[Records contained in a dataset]
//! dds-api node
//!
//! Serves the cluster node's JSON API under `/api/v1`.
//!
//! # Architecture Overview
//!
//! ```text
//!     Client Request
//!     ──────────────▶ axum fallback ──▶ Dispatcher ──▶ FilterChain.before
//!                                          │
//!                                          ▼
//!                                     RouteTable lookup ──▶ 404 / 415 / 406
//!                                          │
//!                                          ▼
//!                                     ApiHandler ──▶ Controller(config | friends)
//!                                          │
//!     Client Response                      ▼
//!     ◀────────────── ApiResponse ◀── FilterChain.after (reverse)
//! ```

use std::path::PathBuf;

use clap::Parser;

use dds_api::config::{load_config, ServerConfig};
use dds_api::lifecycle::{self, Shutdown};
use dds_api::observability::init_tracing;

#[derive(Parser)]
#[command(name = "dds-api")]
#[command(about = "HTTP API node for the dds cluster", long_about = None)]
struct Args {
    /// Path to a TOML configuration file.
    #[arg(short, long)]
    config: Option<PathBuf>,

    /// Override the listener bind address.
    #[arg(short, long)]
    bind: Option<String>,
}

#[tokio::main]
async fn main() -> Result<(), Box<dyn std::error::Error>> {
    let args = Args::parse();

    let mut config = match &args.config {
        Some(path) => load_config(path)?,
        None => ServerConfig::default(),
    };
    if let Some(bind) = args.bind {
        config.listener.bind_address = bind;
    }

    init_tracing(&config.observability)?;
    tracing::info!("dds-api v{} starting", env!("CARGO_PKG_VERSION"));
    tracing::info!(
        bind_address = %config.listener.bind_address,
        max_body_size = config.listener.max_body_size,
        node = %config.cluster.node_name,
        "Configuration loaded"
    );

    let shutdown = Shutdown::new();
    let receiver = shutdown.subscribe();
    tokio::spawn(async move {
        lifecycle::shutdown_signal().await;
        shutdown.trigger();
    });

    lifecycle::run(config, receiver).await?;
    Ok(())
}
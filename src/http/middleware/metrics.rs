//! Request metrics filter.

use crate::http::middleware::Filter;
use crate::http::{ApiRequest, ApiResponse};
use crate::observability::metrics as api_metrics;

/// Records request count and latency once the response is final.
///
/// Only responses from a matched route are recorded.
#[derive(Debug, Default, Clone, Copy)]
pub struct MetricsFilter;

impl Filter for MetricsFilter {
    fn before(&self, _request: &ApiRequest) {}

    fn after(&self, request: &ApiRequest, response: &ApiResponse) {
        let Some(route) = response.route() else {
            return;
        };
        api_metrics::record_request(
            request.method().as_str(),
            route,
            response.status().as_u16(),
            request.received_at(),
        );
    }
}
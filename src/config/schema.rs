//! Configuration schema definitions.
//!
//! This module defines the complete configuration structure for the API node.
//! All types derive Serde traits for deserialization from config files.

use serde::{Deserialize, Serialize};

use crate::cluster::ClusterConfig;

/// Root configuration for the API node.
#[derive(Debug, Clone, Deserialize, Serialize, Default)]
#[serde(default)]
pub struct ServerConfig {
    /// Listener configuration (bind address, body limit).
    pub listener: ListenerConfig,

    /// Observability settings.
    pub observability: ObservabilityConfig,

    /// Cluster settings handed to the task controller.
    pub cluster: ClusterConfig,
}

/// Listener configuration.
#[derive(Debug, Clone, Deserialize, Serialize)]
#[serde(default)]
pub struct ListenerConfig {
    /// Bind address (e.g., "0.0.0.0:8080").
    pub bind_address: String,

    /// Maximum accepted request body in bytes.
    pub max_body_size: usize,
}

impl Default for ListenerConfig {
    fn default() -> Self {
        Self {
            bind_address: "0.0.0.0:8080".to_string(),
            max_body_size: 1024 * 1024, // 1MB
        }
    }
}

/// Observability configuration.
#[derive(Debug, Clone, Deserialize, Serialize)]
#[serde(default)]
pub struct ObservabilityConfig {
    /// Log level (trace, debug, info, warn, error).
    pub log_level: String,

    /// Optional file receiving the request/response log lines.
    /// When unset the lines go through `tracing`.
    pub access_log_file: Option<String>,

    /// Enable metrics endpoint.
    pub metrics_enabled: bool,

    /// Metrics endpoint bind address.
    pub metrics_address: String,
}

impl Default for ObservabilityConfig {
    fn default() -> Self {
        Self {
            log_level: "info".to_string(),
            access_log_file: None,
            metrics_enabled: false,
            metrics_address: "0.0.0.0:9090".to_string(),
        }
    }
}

...

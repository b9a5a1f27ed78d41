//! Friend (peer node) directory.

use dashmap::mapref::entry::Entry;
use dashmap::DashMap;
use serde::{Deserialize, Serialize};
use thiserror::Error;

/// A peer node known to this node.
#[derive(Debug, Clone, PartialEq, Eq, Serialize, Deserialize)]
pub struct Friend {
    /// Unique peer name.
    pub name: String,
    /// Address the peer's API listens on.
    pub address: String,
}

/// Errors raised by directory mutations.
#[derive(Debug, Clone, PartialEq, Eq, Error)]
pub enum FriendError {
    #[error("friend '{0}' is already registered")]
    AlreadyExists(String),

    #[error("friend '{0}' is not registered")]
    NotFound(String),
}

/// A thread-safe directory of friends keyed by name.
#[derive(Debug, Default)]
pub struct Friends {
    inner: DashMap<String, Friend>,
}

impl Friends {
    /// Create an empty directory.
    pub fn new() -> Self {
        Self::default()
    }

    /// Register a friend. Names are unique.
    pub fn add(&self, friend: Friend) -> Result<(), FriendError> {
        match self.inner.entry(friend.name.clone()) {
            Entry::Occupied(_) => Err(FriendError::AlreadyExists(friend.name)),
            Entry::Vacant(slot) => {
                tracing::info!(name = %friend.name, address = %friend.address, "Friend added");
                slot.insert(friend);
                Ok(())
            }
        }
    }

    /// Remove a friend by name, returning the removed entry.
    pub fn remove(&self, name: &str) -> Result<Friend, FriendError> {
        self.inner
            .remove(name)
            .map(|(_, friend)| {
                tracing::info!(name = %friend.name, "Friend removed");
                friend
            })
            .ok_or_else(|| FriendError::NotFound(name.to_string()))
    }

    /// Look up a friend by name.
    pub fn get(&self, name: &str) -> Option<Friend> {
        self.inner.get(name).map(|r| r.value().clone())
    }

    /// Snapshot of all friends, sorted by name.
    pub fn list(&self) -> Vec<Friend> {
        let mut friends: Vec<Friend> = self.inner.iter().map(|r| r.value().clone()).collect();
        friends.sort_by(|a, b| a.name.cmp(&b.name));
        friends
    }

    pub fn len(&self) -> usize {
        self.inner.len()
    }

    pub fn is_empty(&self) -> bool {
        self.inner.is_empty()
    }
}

...

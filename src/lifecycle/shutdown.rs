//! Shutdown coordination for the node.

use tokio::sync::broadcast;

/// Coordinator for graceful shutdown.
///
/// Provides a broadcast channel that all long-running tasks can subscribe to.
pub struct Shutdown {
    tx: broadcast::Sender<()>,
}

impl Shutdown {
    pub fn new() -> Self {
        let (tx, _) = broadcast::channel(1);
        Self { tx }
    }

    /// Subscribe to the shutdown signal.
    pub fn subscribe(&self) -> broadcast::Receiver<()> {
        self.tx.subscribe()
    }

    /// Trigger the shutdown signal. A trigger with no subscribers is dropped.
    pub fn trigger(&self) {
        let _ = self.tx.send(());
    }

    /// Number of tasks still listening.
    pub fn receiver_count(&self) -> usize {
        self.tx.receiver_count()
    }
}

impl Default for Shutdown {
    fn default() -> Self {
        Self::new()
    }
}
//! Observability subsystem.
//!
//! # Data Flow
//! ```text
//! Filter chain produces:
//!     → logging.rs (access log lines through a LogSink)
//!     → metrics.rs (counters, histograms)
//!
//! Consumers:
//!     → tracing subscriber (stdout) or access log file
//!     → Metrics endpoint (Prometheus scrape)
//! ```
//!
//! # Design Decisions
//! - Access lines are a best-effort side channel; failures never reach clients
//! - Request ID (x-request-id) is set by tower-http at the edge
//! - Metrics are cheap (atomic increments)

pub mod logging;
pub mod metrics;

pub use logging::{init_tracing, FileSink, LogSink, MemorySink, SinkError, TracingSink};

What this task involves:
From the data above, output exactly the lines between the one containing "pub fn trigger(&self)" and the one containing "# Design Decisions", counting both of them.

Expected answer:
    pub fn trigger(&self) {
        let _ = self.tx.send(());
    }

    /// Number of tasks still listening.
    pub fn receiver_count(&self) -> usize {
        self.tx.receiver_count()
    }
}

impl Default for Shutdown {
    fn default() -> Self {
        Self::new()
    }
}
//! Observability subsystem.
//!
//! # Data Flow
//! ```text
//! Filter chain produces:
//!     → logging.rs (access log lines through a LogSink)
//!     → metrics.rs (counters, histograms)
//!
//! Consumers:
//!     → tracing subscriber (stdout) or access log file
//!     → Metrics endpoint (Prometheus scrape)
//! ```
//!
//! # Design Decisions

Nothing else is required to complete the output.